I have read about PCA. I already ran the PCA in Matlab and gathered a 67 x 20 matrix containing PCA coefficients. I calculated eigenvalues for each Principal component (10 eigenvalues). As far as I understand I should order these eigenvalues and select the PCA's with higher eigenvalues as important. For example, I chose PC1, PC3, and PC9.

How can I use this information to select among the original 67 variables? I mean how can I use this PCA analysis results to reduce a 67*800 matrix to a 20*800 matrix and get the variables which have higher effect on the target variable?

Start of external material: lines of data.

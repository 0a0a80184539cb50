//! In-memory storage backend.
//!
//! Thread-safe, volatile implementation of [`StateStore`]. It is intended for
//! embedded usage, tests, and as a reference implementation.

use std::sync::RwLock;

use crate::change::{ChangeCommit, ChangeEvent};
use crate::entity::{EntityId, EntityRecord};
use crate::storage::table::StateTable;
use crate::storage::traits::{AckOutcome, StateStore, StorageError, StoreStats};

fn lock_err(context: &'static str) -> StorageError {
    StorageError::LockPoisoned(context)
}

/// Volatile state store.
#[derive(Debug, Default)]
pub struct MemoryStateStore {
    table: RwLock<StateTable>,
}

impl MemoryStateStore {
    /// An empty store.
    #[must_use]
    pub fn new() -> Self {
        Self::default()
    }
}

impl StateStore for MemoryStateStore {
    fn get(&self, id: &EntityId) -> Result<Option<EntityRecord>, StorageError> {
        let table = self.table.read().map_err(|_| lock_err("memory.get"))?;
        Ok(table.records.get(id).cloned())
    }

    fn commit(&self, commit: ChangeCommit) -> Result<(), StorageError> {
        let mut table = self.table.write().map_err(|_| lock_err("memory.commit"))?;
        table.validate_commit(&commit)?;
        table.apply_commit(commit);
        Ok(())
    }

    fn list_pending(&self, since: u64, limit: usize) -> Result<Vec<ChangeEvent>, StorageError> {
        let table = self.table.read().map_err(|_| lock_err("memory.list_pending"))?;
        Ok(table.list_pending(since, limit))
    }

    fn acknowledge(&self, sequence: u64) -> Result<AckOutcome, StorageError> {
        let mut table = self.table.write().map_err(|_| lock_err("memory.acknowledge"))?;
        if let Some(outcome) = table.validate_ack(sequence)? {
            return Ok(outcome);
        }
        Ok(table.apply_ack(sequence))
    }

    fn scan_live(
        &self,
        first: Option<&EntityId>,
        last: Option<&EntityId>,
    ) -> Result<Vec<EntityRecord>, StorageError> {
        let table = self.table.read().map_err(|_| lock_err("memory.scan_live"))?;
        Ok(table.scan_live(first, last))
    }

    fn stats(&self) -> Result<StoreStats, StorageError> {
        let table = self.table.read().map_err(|_| lock_err("memory.stats"))?;
        Ok(table.stats())
    }
}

• PCA is a dimensionality reduction technique. However, I think what you need to do first is a feature selection technique to decide which predictors(independent variables) have higher effect on the target(dependent variable) so you will use in model building. So I wish if you could take a look at this answer to a similar question. Answer – Amr Tarek Elmzayen Feb 21 at 12:20
• There are methods for principal variables analysis which aim at selecting variables, as nearly uncorrelated as possible. You would need to search harder for references and implementations. – Nick Cox Feb 21 at 13:22
• PCA is about dimensionality reduction (and thus misapplied here), your use case is closer to a process called feature selection. – Joe S Feb 21 at 13:35

The eigenvalues that you get in Matlab with pca() are already in decreasing order, so you are guaranteed that the first n Principal Components will be the most important ones. You can see this yourself if you look at a vector latent which is a vector of eigenvalues. If then you would like to reduce your variable set to 20 variables, you can simply retain only 20 first PCs from the coeff matrix.
What you do is you project your original data set $$X$$ (which is 800 $$\times$$ 67) on a reduced PC basis:
Z = X * coeff(:,1:20)
to get the PC scores matrix $$Z$$ which is the representation of your original data in a 20-dimensional space instead of 67-dimensional. The matrix $$Z$$ is size 800 $$\times$$ 20.